In England, the report found that Fallow were involved in 40% of the DVCs, with Roe hit in 32% of cases and muntjac in 25% - Red, Sika and water deer contributed less than 3% combined. In an article to Surveyor magazine during October of 2004, Alexandra Wilson and Jochen Langbein note that:
“The annual cost of car repairs alone, over and above losses associated with human injury costs from such [DVC] incidents, is estimated to exceed £11m [US$17.5m or €12.6m]”.

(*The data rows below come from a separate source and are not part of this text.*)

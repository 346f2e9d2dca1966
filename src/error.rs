/// Errors that could occur while reading or writing an APE tag.
#[derive(thiserror::Error, Debug)]
pub enum ApeError {
	/// Errors that arise while decoding or encoding tag data
	#[error("APE: {0}")]
	Ape(&'static str),
	/// Attempting to write an abnormally large amount of data
	#[error("An abnormally large amount of data was provided, and an overflow occurred")]
	TooMuchData,

	// Conversions for std Errors
	/// Unable to convert bytes to a String
	#[error(transparent)]
	FromUtf8(#[from] std::string::FromUtf8Error),
	/// Represents all cases of `std::io::Error`.
	#[error(transparent)]
	Io(#[from] std::io::Error),
}

/// Result of tag operations.
pub type Result<T> = std::result::Result<T, ApeError>;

As might be expected, there are certain locations and conditions under which a collision with a deer is more likely to occur. The Deer Initiative’s study found that DVCs were most common in Southern England and, between 2003 and 2005, there were more than 75 per 5km (3.5 miles) stretch of “hotspot” road in this region – some of the worst places for DVCs included Southampton and Portsmouth in Hampshire. Personally, I have observed a considerable number of muntjac killed along the A12 in East Anglia. Collisions with Fallow and Red deer were more likely to happen between October and January and the peak time for DVCs was from early evening (about 6pm) until midnight and then again corresponding to the morning rush-hour (6am to 9am).

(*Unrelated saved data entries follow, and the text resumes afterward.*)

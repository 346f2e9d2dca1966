/// The magic bytes every APE tag header and footer begins with
pub const APE_PREAMBLE: &[u8; 8] = b"APETAGEX";

/// Keys that can never be used for an item, as they collide
/// with other metadata formats or stream markers
pub(crate) const INVALID_KEYS: [&str; 4] = ["ID3", "TAG", "OGGS", "MP+"];

// Conversions of tag keys between the canonical property names
// and what's usual for APE tags
//                  canonical,       APE
pub(crate) const KEY_CONVERSIONS: [(&str, &str); 7] = [
	("TRACKNUMBER", "TRACK"),
	("DATE", "YEAR"),
	("ALBUMARTIST", "ALBUM ARTIST"),
	("DISCNUMBER", "DISC"),
	("REMIXER", "MIXARTIST"),
	("RELEASESTATUS", "MUSICBRAINZ_ALBUMSTATUS"),
	("RELEASETYPE", "MUSICBRAINZ_ALBUMTYPE"),
];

A study published in the German journal Tierarztliche Umschau found that more accidents involving Roe deer in North-west Germany occurred on dull days, with an increase in the number of such days making December one of the worst months for road traffic accidents involving deer. More recently, in a paper published in Biodiversity and Conservation during 2018, a team of zoologists, led by Victor Colino-Rabanal at Salamanca University, analysed just over 11,000 records of collisions between cars and three ungulate species (wild boar, Sus scrofa; red deer, Cervus elaphus; and roe deer, Capreolus capreolus) in Spain and one (white-tailed deer, Odocoileus virginianus) in New York State. For all species the peak time for collision was at dawn and dusk, but most interestingly three of the four showed a very strong correlation with lunar phase. Wild boar, roe deer and white-tailed deer were all most likely to be involved in accidents during full moons and least during new moons. This relationship was particularly prominent for roe deer, with full moons increasing the likelihood of a vehicle collision by 71%. We lack sufficient data on deer ranging studies to properly understand what causes this relationship; but the authors do point to the possibility that moon brightness may also affect driver behaviour.
Much work has been done with the goal of finding methods of reducing the number of DVCs worldwide – these have included reflective posts by the roadside, acoustic alarms triggered by headlights and ultrasonic whistles attached to cars. The results have been mixed and, in the case of some designs of deer whistles, there is debate as to how effective they are likely to be given what we know about deer hearing.
Cars aside, crop mowers represent an important mortality factor for some deer species. A study by Anders Jarnemo, published in the journal Wildlife Biology, looked at the mortality rates of Roe kids on intensively farmed land in Sweden. Jarnemo, a biologist at the Swedish University of Agricultural Science, found that between 1997 and 1999 25% to 44% of the yearly recruitment of Roe deer was killed by mowers. Susceptibility continued until the kids were at least one month old. Jarnemo also found that putting a black plastic sack on a two metre (6ft) pole into a field set to be mown resulted in the mothers moving 21 out of the 22 kids bedded there by the second day, thereby minimizing mortality. Sharon Scott, who runs manages a farm in Buckinghamshire with her husband Graham, tells me she has to walk in front of the combine harvester every summer to move Chinese water deer and muntjac fawns left in the fields while their mothers are off foraging.